The “Wendepunkt” project would result in a website, as a (digital) monument for the year I turned thirty. Now it’ll be a photographic legacy when I die. Naturally, it would be great when I reach the age of 87 (or something near), because than “Wendepunkt” will be a truly historical document as well, covering the life of an ordinary man in the Western world.
You are a traditionalist, an analogue photographer enjoying film. Why?
1) The sound of the click.
2) The vivid colors.
3) The incapability to shoot ten thousand photos when I’m four days in Paris – you’ll need more than 277 films to reach that amount of photos.
Why do you consider it important to still be working the old-fashioned analogue way? And what can you learn from analogue photography that helps you to become a better digital photographer?

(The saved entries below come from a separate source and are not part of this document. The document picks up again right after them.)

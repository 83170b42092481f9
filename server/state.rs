use std::sync::Arc;

use neuroscan::{InferencePipeline, Settings};

// ---------------------------------------------------------------------------
// Shared server state
// ---------------------------------------------------------------------------

/// Read-only after startup; every request thread holds a clone of the `Arc`.
pub struct AppState {
    pub settings: Settings,
    pub pipeline: InferencePipeline,
}

impl AppState {
    pub fn new(settings: Settings) -> Self {
        let pipeline = InferencePipeline::from_settings(&settings);
        AppState { settings, pipeline }
    }
}

pub type SharedState = Arc<AppState>;
//! Pixel statistics shared by the validator and the fallback predictor.
//!
//! All functions are pure; intensities are on the 0–255 scale.

use image::{GrayImage, RgbImage};

/// Epsilon added inside log2() so empty bins never produce -inf.
const ENTROPY_EPS: f64 = 1e-10;

/// First- and second-order statistics of an 8-bit grayscale image.
#[derive(Debug, Clone, PartialEq)]
pub struct GrayStats {
    pub mean: f64,
    /// Population standard deviation (divides by N).
    pub std_dev: f64,
    /// Shannon entropy of the 256-bin histogram, in bits.
    pub entropy: f64,
    /// Number of distinct 8-bit intensities present.
    pub distinct_values: usize,
}

impl GrayStats {
    pub fn compute(gray: &GrayImage) -> GrayStats {
        let hist = histogram(gray);
        let n: u64 = hist.iter().sum();
        if n == 0 {
            return GrayStats { mean: 0.0, std_dev: 0.0, entropy: 0.0, distinct_values: 0 };
        }
        let n_f = n as f64;

        let mean = hist.iter().enumerate()
            .map(|(v, &c)| v as f64 * c as f64)
            .sum::<f64>() / n_f;
        let variance = hist.iter().enumerate()
            .map(|(v, &c)| {
                let d = v as f64 - mean;
                d * d * c as f64
            })
            .sum::<f64>() / n_f;

        GrayStats {
            mean,
            std_dev: variance.sqrt(),
            entropy: entropy(&hist),
            distinct_values: hist.iter().filter(|&&c| c > 0).count(),
        }
    }
}

/// 256-bin intensity histogram.
pub fn histogram(gray: &GrayImage) -> [u64; 256] {
    let mut hist = [0u64; 256];
    for p in gray.pixels() {
        hist[p.0[0] as usize] += 1;
    }
    hist
}

/// Shannon entropy (base 2) of a histogram, normalized to a distribution.
/// Empty bins contribute nothing.
pub fn entropy(hist: &[u64; 256]) -> f64 {
    let total: u64 = hist.iter().sum();
    if total == 0 {
        return 0.0;
    }
    let total = total as f64;
    -hist.iter()
        .filter(|&&c| c > 0)
        .map(|&c| {
            let p = c as f64 / total;
            p * (p + ENTROPY_EPS).log2()
        })
        .sum::<f64>()
}

/// Mean absolute difference for each channel pair, returned as
/// `(|R-G|, |G-B|, |R-B|)`.
pub fn channel_differences(rgb: &RgbImage) -> (f64, f64, f64) {
    let n = rgb.width() as u64 * rgb.height() as u64;
    if n == 0 {
        return (0.0, 0.0, 0.0);
    }
    let (mut rg, mut gb, mut rb) = (0u64, 0u64, 0u64);
    for p in rgb.pixels() {
        let [r, g, b] = p.0;
        rg += r.abs_diff(g) as u64;
        gb += g.abs_diff(b) as u64;
        rb += r.abs_diff(b) as u64;
    }
    let n = n as f64;
    (rg as f64 / n, gb as f64 / n, rb as f64 / n)
}

/// Largest of the three mean pairwise channel differences. Zero for any image
/// whose channels are pixel-wise identical.
pub fn max_channel_difference(rgb: &RgbImage) -> f64 {
    let (rg, gb, rb) = channel_differences(rgb);
    rg.max(gb).max(rb)
}

/// Fraction of pixels whose Sobel gradient magnitude exceeds `threshold`.
///
/// Borders are handled by replicating the edge row/column.
pub fn edge_density(gray: &GrayImage, threshold: f64) -> f64 {
    let (w, h) = gray.dimensions();
    if w == 0 || h == 0 {
        return 0.0;
    }
    let px = |x: i64, y: i64| -> f64 {
        let cx = x.clamp(0, w as i64 - 1) as u32;
        let cy = y.clamp(0, h as i64 - 1) as u32;
        gray.get_pixel(cx, cy).0[0] as f64
    };

    let mut above = 0usize;
    for y in 0..h as i64 {
        for x in 0..w as i64 {
            let gx = (px(x + 1, y - 1) + 2.0 * px(x + 1, y) + px(x + 1, y + 1))
                   - (px(x - 1, y - 1) + 2.0 * px(x - 1, y) + px(x - 1, y + 1));
            let gy = (px(x - 1, y + 1) + 2.0 * px(x, y + 1) + px(x + 1, y + 1))
                   - (px(x - 1, y - 1) + 2.0 * px(x, y - 1) + px(x + 1, y - 1));
            if (gx * gx + gy * gy).sqrt() > threshold {
                above += 1;
            }
        }
    }
    above as f64 / (w as f64 * h as f64)
}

Analogue photography makes you more aware of what you’re doing – wait for the right moment, be patient, reconsider how the light will affect your photo. When you shoot digital, you can always check whether the light was good or not, which is obviously impossible with analogue. But when I take a photo, I know directly if it’s good or not. I trust my Minolta completely.
Susan Sontag once said “The camera makes everyone a tourist in other people’s reality, and eventually in one’s own”. How has photography changed the way you look at the world and what have you learned about yourself throughout documenting your life one image a day?
“You might be a tourist in my world, but there’s no ‘Lonely Planet’ included.”
Sontag was not completely right. When you visit “Wendepunkt”, you might be a tourist in my world, but there’s no “Lonely Planet” included that explains the story behind the photos. For example: in the first year there were people who complemented me with my lovely daughter. But I don’t have any kids.
Every photographer is going through different stages in his formation. Which “landmarks” do you recall that have marked you and brought you to the place where you are today as a photographer?
That must be the day I decided to use the Minolta instead of my digital camera. And the day I decided to continue the Wendepunkt project until the end.